Vous pouvez déduire les coûts de transport, hôtels, repas en tournée, argent d’essence pour les concerts locaux, et ce que vous payez l’équipe de tournée. Votre trajet quotidien vers un travail régulier ne compte pas, mais les voyages vers des concerts, sessions d’enregistrement ou réunions d’affaires oui. Cela inclut vols, billets de train, voitures de location et kilométrage sur votre propre voiture.
Pour les dépenses de voiture, vous pouvez soit utiliser le taux kilométrique standard soit suivre les dépenses réelles comme essence, entretien et assurance. Le taux standard est beaucoup plus facile – gardez juste une trace de vos kilomètres professionnels. Les hôtels sont entièrement déductibles quand vous voyagez pour le travail. Les repas en voyage sont déductibles à 50%, bien que vous puissiez utiliser des taux per diem au lieu de garder chaque reçu.
Gardez des reçus pour tout et maintenez un journal de voyage montrant pourquoi vous avez voyagé, quand et où. Il y a des applications qui peuvent suivre votre kilométrage automatiquement. N’oubliez pas des trucs comme frais de parking, péages et expédition d’équipement. Si vous embauchez d’autres musiciens ou équipe pour des tournées, leurs salaires et coûts de voyage sont aussi des dépenses professionnelles déductibles.
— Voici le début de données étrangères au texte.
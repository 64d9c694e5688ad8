mod memory;
mod relational;

pub use memory::MemorySessionMap;
pub use relational::RelationalSessionMap;

use async_trait::async_trait;

use crate::error::Result;
use crate::model::{SessionId, SessionRecord};

/// Key-value store keyed by `sessionId`, with pluggable backend. `remove` is
/// idempotent and never errors on a missing id — `SESSION_CLOSED` delivery
/// is the sole trigger for removal in normal operation; the Distributor
/// never calls `remove` directly after a successful session creation.
#[async_trait]
pub trait SessionMap: Send + Sync {
    /// Inserts or replaces. Returns whether an insert (vs. replace) occurred.
    async fn add(&self, session: SessionRecord) -> Result<bool>;
    async fn get(&self, id: SessionId) -> Result<SessionRecord>;
    async fn remove(&self, id: SessionId);
    fn is_ready(&self) -> bool;
}
use std::sync::Arc;
use std::time::Duration;

use tokio::task::JoinHandle;

use crate::client::NodeClient;

use super::handle::NodeHandle;

/// Consecutive probe failures before a node is demoted to `DOWN`.
pub const HEALTH_FAILURE_THRESHOLD: u32 = 3;

/// Interval between probes for a single node.
pub const HEALTH_CHECK_INTERVAL: Duration = Duration::from_secs(30);

/// Hard deadline for a single probe round-trip.
pub const HEALTH_CHECK_DEADLINE: Duration = Duration::from_secs(5 * 60);

#[derive(Debug, Clone, Copy, PartialEq, Eq)]
pub enum ProbeOutcome {
    Healthy,
    Unreachable,
}

/// Schedules one recurring probe task per registered node. Tasks never
/// acquire the Distributor's directory lock; they only touch the single
/// `NodeHandle` they were spawned for.
pub struct HealthChecker {
    client: Arc<dyn NodeClient>,
}

impl HealthChecker {
    pub fn new(client: Arc<dyn NodeClient>) -> Self {
        HealthChecker { client }
    }

    /// Spawns the recurring task for `node`. The returned handle is owned by
    /// the Distributor's directory entry so `remove` can abort it.
    pub fn spawn(&self, node: Arc<NodeHandle>) -> JoinHandle<()> {
        let client = self.client.clone();
        tokio::spawn(async move {
            let mut ticker = tokio::time::interval(HEALTH_CHECK_INTERVAL);
            loop {
                ticker.tick().await;
                run_probe(&*client, &node).await;
            }
        })
    }

    /// Runs one probe immediately, used by `Distributor::refresh`.
    pub async fn probe_now(&self, node: &NodeHandle) {
        run_probe(&*self.client, node).await;
    }
}

async fn run_probe(client: &dyn NodeClient, node: &NodeHandle) {
    let outcome = match tokio::time::timeout(HEALTH_CHECK_DEADLINE, client.probe(&node.uri())).await {
        Ok(Ok(())) => ProbeOutcome::Healthy,
        Ok(Err(_)) | Err(_) => ProbeOutcome::Unreachable,
    };
    node.apply_probe(outcome);
}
Maîtriser ces déductions fiscales peut aider les professionnels de la musique à garder plus de ce qu’ils gagnent. La clé est de tenir de bons dossiers toute l’année – cela rend la saison fiscale beaucoup moins pénible. Vous pourriez vouloir travailler avec un comptable qui connaît les industries créatives pour vous assurer d’obtenir toutes les déductions possibles tout en restant du bon côté des lois fiscales.